[Extracted data entries]

--*--

//! Error types for Raphael.

use std::fmt;

/// Convenience alias used across the workspace.
pub type Result<T> = std::result::Result<T, Error>;

/// Which step of backend initialization failed.
#[derive(Debug, Clone, Copy, PartialEq, Eq)]
pub enum InitStage {
    /// Opening the connection pool.
    Connect,
    /// Materializing the schema of registered shadow models.
    Schema,
}

impl InitStage {
    pub const fn as_str(self) -> &'static str {
        match self {
            InitStage::Connect => "connect",
            InitStage::Schema => "schema",
        }
    }
}

/// The primary error type.
#[derive(Debug)]
pub enum Error {
    /// The configured database engine has no known target scheme.
    UnsupportedEngine {
        /// The raw engine string from the configuration.
        engine: String,
    },
    /// A single-object lookup matched zero rows.
    NotFound {
        /// Qualified name of the model that was queried.
        model: String,
    },
    /// A single-object lookup matched more than one row.
    MultipleResults {
        /// Qualified name of the model that was queried.
        model: String,
        /// Number of rows observed (a lower bound, lookups stop early).
        count: usize,
    },
    /// Backend initialization failed; the next call retries the whole sequence.
    Initialization {
        stage: InitStage,
        source: Box<Error>,
    },
    /// The backend rejected a statement or a predicate.
    Query(String),
    /// Driver or pool failure outside initialization.
    Connection(String),
    /// A value could not be converted to the requested Rust type.
    Conversion(String),
    /// Malformed configuration.
    Config(String),
}

impl Error {
    /// Wrap a backend failure that happened while initializing.
    pub fn initialization(stage: InitStage, source: Error) -> Self {
        Error::Initialization {
            stage,
            source: Box::new(source),
        }
    }

    /// Whether this is a zero-match lookup failure.
    pub const fn is_not_found(&self) -> bool {
        matches!(self, Error::NotFound { .. })
    }
}

impl fmt::Display for Error {
    fn fmt(&self, f: &mut fmt::Formatter<'_>) -> fmt::Result {
        match self {
            Error::UnsupportedEngine { engine } => {
                write!(f, "Unsupported database engine: {engine}")
            }
            Error::NotFound { model } => write!(f, "{model} matching query does not exist"),
            Error::MultipleResults { model, count } => write!(
                f,
                "get() returned more than one {model} (found at least {count})"
            ),
            Error::Initialization { stage, source } => write!(
                f,
                "backend initialization failed during {} step: {source}",
                stage.as_str()
            ),
            Error::Query(msg) => write!(f, "Query error: {msg}"),
            Error::Connection(msg) => write!(f, "Connection error: {msg}"),
            Error::Conversion(msg) => write!(f, "Conversion error: {msg}"),
            Error::Config(msg) => write!(f, "Configuration error: {msg}"),
        }
    }
}

impl std::error::Error for Error {
    fn source(&self) -> Option<&(dyn std::error::Error + 'static)> {
        match self {
            Error::Initialization { source, .. } => Some(source.as_ref()),
            _ => None,
        }
    }
}

impl From<serde_json::Error> for Error {
    fn from(err: serde_json::Error) -> Self {
        Error::Config(err.to_string())
    }
}

#[cfg(test)]
mod tests {
    use super::*;
    use std::error::Error as _;

    #[test]
    fn test_unsupported_engine_message_carries_raw_engine() {
        let err = Error::UnsupportedEngine {
            engine: "django.db.backends.oracle".to_string(),
        };
        assert_eq!(
            err.to_string(),
            "Unsupported database engine: django.db.backends.oracle"
        );
    }

    #[test]
    fn test_initialization_exposes_source() {
        let err = Error::initialization(InitStage::Schema, Error::Query("boom".to_string()));
        assert!(err.to_string().contains("schema step"));
        assert!(err.source().is_some());
    }
}
impl<K: Connector> Backend for SqlBackend<K> {
    fn open(
        &self,
        cx: &Cx,
        target: &ConnectionTarget,
        options: &BackendOptions,
    ) -> impl Future<Output = Outcome<(), Error>> + Send {
        let target = target.clone();
        let options = options.clone();
        async move {
            if self.is_open() {
                return Outcome::Ok(());
            }

            let size = options.pool_size.max(1);
            let mut connections = Vec::with_capacity(size);
            for _ in 0..size {
                match self.connector.connect(cx, &target, &options).await {
                    Outcome::Ok(conn) => connections.push(conn),
                    Outcome::Err(e) => {
                        let opened = connections.len();
                        for conn in connections {
                            if let Err(close_err) = conn.close(cx).await {
                                tracing::warn!(error = %close_err, "Error closing connection");
                            }
                        }
                        tracing::warn!(url = %target, opened, error = %e, "SQL backend open failed");
                        return Outcome::Err(e);
                    }
                    Outcome::Cancelled(r) => return Outcome::Cancelled(r),
                    Outcome::Panicked(p) => return Outcome::Panicked(p),
                }
            }

            let pool = Arc::new(ConnectionPool::new(
                connections,
                target.dialect(),
                options.use_tz,
            ));
            {
                let mut slot = self.pool.write().unwrap_or_else(PoisonError::into_inner);
                if slot.is_none() {
                    *slot = Some(pool);
                }
            }
            tracing::info!(url = %target, pool_size = size, "SQL backend opened");
            Outcome::Ok(())
        }
    }

    fn materialize(
        &self,
        cx: &Cx,
        models: &[Arc<ShadowModel>],
    ) -> impl Future<Output = Outcome<(), Error>> + Send {
        let pool = self.pool();
        let models = models.to_vec();
        async move {
            let pool = match pool {
                Ok(pool) => pool,
                Err(e) => return Outcome::Err(e),
            };
            for model in &models {
                let names = std::iter::once(model.table())
                    .chain(model.fields().iter().map(|f| f.name.as_str()));
                for name in names {
                    if let Err(e) = validate_identifier(name) {
                        return Outcome::Err(e);
                    }
                }
            }
            let options = DdlOptions::new(pool.dialect()).use_tz(pool.use_tz);
            let conn = pool.get();
            for ddl in create_tables(models.iter().map(|m| &**m), options) {
                match conn.execute(cx, &ddl, &[]).await {
                    Outcome::Ok(_) => {}
                    Outcome::Err(e) => return Outcome::Err(e),
                    Outcome::Cancelled(r) => return Outcome::Cancelled(r),
                    Outcome::Panicked(p) => return Outcome::Panicked(p),
                }
            }
            Outcome::Ok(())
        }
    }

    fn fetch(
        &self,
        cx: &Cx,
        model: &ShadowModel,
        columns: &[String],
        state: &QueryState,
    ) -> impl Future<Output = Outcome<Vec<Row>, Error>> + Send {
        let pool = self.pool();
        let table = model.table().to_string();
        let columns = columns.to_vec();
        let state = state.clone();
        async move {
            let pool = match pool {
                Ok(pool) => pool,
                Err(e) => return Outcome::Err(e),
            };
            let (sql, params) = sql::select(&table, &columns, &state, pool.dialect());
            tracing::trace!(sql = %sql, "fetch");
            pool.get().query(cx, &sql, &params).await
        }
    }

    fn count(
        &self,
        cx: &Cx,
        model: &ShadowModel,
        state: &QueryState,
    ) -> impl Future<Output = Outcome<u64, Error>> + Send {
        let pool = self.pool();
        let table = model.table().to_string();
        let state = state.clone();
        async move {
            let pool = match pool {
                Ok(pool) => pool,
                Err(e) => return Outcome::Err(e),
            };
            let (sql, params) = sql::count(&table, &state, pool.dialect());
            match pool.get().query_one(cx, &sql, &params).await {
                Outcome::Ok(row) => match count_from(row) {
                    Ok(count) => Outcome::Ok(count),
                    Err(e) => Outcome::Err(e),
                },
                Outcome::Err(e) => Outcome::Err(e),
                Outcome::Cancelled(r) => Outcome::Cancelled(r),
                Outcome::Panicked(p) => Outcome::Panicked(p),
            }
        }
    }

    fn exists(
        &self,
        cx: &Cx,
        model: &ShadowModel,
        state: &QueryState,
    ) -> impl Future<Output = Outcome<bool, Error>> + Send {
        let pool = self.pool();
        let table = model.table().to_string();
        let state = state.clone();
        async move {
            let pool = match pool {
                Ok(pool) => pool,
                Err(e) => return Outcome::Err(e),
            };
            let (sql, params) = sql::exists(&table, &state, pool.dialect());
            match pool.get().query_one(cx, &sql, &params).await {
                Outcome::Ok(row) => Outcome::Ok(row.is_some()),
                Outcome::Err(e) => Outcome::Err(e),
                Outcome::Cancelled(r) => Outcome::Cancelled(r),
                Outcome::Panicked(p) => Outcome::Panicked(p),
            }
        }
    }

    fn insert(
        &self,
        cx: &Cx,
        model: &ShadowModel,
        row: InsertRow,
    ) -> impl Future<Output = Outcome<Row, Error>> + Send {
        let pool = self.pool();
        let table = model.table().to_string();
        let pk = model.primary_key().clone();
        async move {
            let pool = match pool {
                Ok(pool) => pool,
                Err(e) => return Outcome::Err(e),
            };
            let dialect = pool.dialect();
            let conn = pool.get();
            let supplied_pk = row
                .iter()
                .find(|(name, _)| *name == pk.name)
                .map(|(_, value)| value.clone());
            let (columns, values): (Vec<String>, Vec<Value>) = row.into_iter().unzip();
            let (sql, params) = sql::insert(&table, &columns, &[values], true, dialect);

            if dialect.supports_returning() {
                return match conn.query_one(cx, &sql, &params).await {
                    Outcome::Ok(Some(row)) => Outcome::Ok(row),
                    Outcome::Ok(None) => {
                        Outcome::Err(Error::Query(format!("INSERT into {table} returned no row")))
                    }
                    Outcome::Err(e) => Outcome::Err(e),
                    Outcome::Cancelled(r) => Outcome::Cancelled(r),
                    Outcome::Panicked(p) => Outcome::Panicked(p),
                };
            }

            // No RETURNING: read the row back by key.
            let id = match conn.insert(cx, &sql, &params).await {
                Outcome::Ok(id) => id,
                Outcome::Err(e) => return Outcome::Err(e),
                Outcome::Cancelled(r) => return Outcome::Cancelled(r),
                Outcome::Panicked(p) => return Outcome::Panicked(p),
            };
            let key = match supplied_pk {
                Some(value) if !value.is_null() => value,
                _ => Value::BigInt(id),
            };
            let state = QueryState::new().filter([Predicate::eq(pk.name.clone(), key)]);
            let (sql, params) = sql::select(&table, &[], &state, dialect);
            match conn.query_one(cx, &sql, &params).await {
                Outcome::Ok(Some(row)) => Outcome::Ok(row),
                Outcome::Ok(None) => Outcome::Err(Error::Query(format!(
                    "inserted row not found in {table}"
                ))),
                Outcome::Err(e) => Outcome::Err(e),
                Outcome::Cancelled(r) => Outcome::Cancelled(r),
                Outcome::Panicked(p) => Outcome::Panicked(p),
            }
        }
    }

    fn insert_many(
        &self,
        cx: &Cx,
        model: &ShadowModel,
        rows: Vec<InsertRow>,
    ) -> impl Future<Output = Outcome<Vec<Row>, Error>> + Send {
        let pool = self.pool();
        let table = model.table().to_string();
        async move {
            let pool = match pool {
                Ok(pool) => pool,
                Err(e) => return Outcome::Err(e),
            };
            let dialect = pool.dialect();
            let conn = pool.get();
            let mut stored = Vec::with_capacity(rows.len());
            for (columns, batch) in group_by_columns(rows, dialect) {
                let (sql, params) = sql::insert(&table, &columns, &batch, true, dialect);
                if dialect.supports_returning() {
                    match conn.query(cx, &sql, &params).await {
                        Outcome::Ok(rows) => stored.extend(rows),
                        Outcome::Err(e) => return Outcome::Err(e),
                        Outcome::Cancelled(r) => return Outcome::Cancelled(r),
                        Outcome::Panicked(p) => return Outcome::Panicked(p),
                    }
                } else {
                    match conn.execute(cx, &sql, &params).await {
                        Outcome::Ok(_) => {}
                        Outcome::Err(e) => return Outcome::Err(e),
                        Outcome::Cancelled(r) => return Outcome::Cancelled(r),
                        Outcome::Panicked(p) => return Outcome::Panicked(p),
                    }
                }
            }
            if !dialect.supports_returning() {
                stored.clear();
            }
            Outcome::Ok(stored)
        }
    }

    fn update(
        &self,
        cx: &Cx,
        model: &ShadowModel,
        assignments: &[(String, Value)],
        state: &QueryState,
    ) -> impl Future<Output = Outcome<u64, Error>> + Send {
        let pool = self.pool();
        let table = model.table().to_string();
        let assignments = assignments.to_vec();
        let state = state.clone();
        async move {
            let pool = match pool {
                Ok(pool) => pool,
                Err(e) => return Outcome::Err(e),
            };
            if assignments.is_empty() {
                return Outcome::Ok(0);
            }
            let (sql, params) = sql::update(&table, &assignments, &state, pool.dialect());
            pool.get().execute(cx, &sql, &params).await
        }
    }

    fn delete(
        &self,
        cx: &Cx,
        model: &ShadowModel,
        state: &QueryState,
    ) -> impl Future<Output = Outcome<u64, Error>> + Send {
        let pool = self.pool();
        let table = model.table().to_string();
        let state = state.clone();
        async move {
            let pool = match pool {
                Ok(pool) => pool,
                Err(e) => return Outcome::Err(e),
            };
            let (sql, params) = sql::delete(&table, &state, pool.dialect());
            pool.get().execute(cx, &sql, &params).await
        }
    }

    fn aggregate(
        &self,
        cx: &Cx,
        model: &ShadowModel,
        aggregates: &[Aggregate],
        state: &QueryState,
    ) -> impl Future<Output = Outcome<Row, Error>> + Send {
        let pool = self.pool();
        let table = model.table().to_string();
        let aggregates = aggregates.to_vec();
        let state = state.clone();
        async move {
            let pool = match pool {
                Ok(pool) => pool,
                Err(e) => return Outcome::Err(e),
            };
            let (sql, params) = sql::aggregate(&table, &aggregates, &state, pool.dialect());
            match pool.get().query_one(cx, &sql, &params).await {
                Outcome::Ok(Some(row)) => Outcome::Ok(row),
                Outcome::Ok(None) => Outcome::Ok(Row::from_pairs(
                    aggregates.iter().map(|agg| (agg.alias(), Value::Null)).collect(),
                )),
                Outcome::Err(e) => Outcome::Err(e),
                Outcome::Cancelled(r) => Outcome::Cancelled(r),
                Outcome::Panicked(p) => Outcome::Panicked(p),
            }
        }
    }

    fn close(&self, cx: &Cx) -> impl Future<Output = Outcome<(), Error>> + Send {
        let pool = self
            .pool
            .write()
            .unwrap_or_else(PoisonError::into_inner)
            .take();
        async move {
            let Some(pool) = pool else {
                return Outcome::Ok(());
            };
            let Ok(pool) = Arc::try_unwrap(pool) else {
                // Still borrowed by an in-flight query; its connections drop with it.
                tracing::warn!("SQL backend closed while queries were in flight");
                return Outcome::Ok(());
            };
            let total = pool.connections.len();
            for conn in pool.connections {
                if let Err(e) = conn.close(cx).await {
                    tracing::warn!(error = %e, "Error closing connection");
                }
            }
            tracing::info!(connections = total, "SQL backend closed");
            Outcome::Ok(())
        }
    }
}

--*--

# TASK TO COMPLETE:
Gather up the lines containing the word "MultipleResults" from these records and copy them.

# WRITTEN SOLUTION:
    MultipleResults {
            Error::MultipleResults { model, count } => write!(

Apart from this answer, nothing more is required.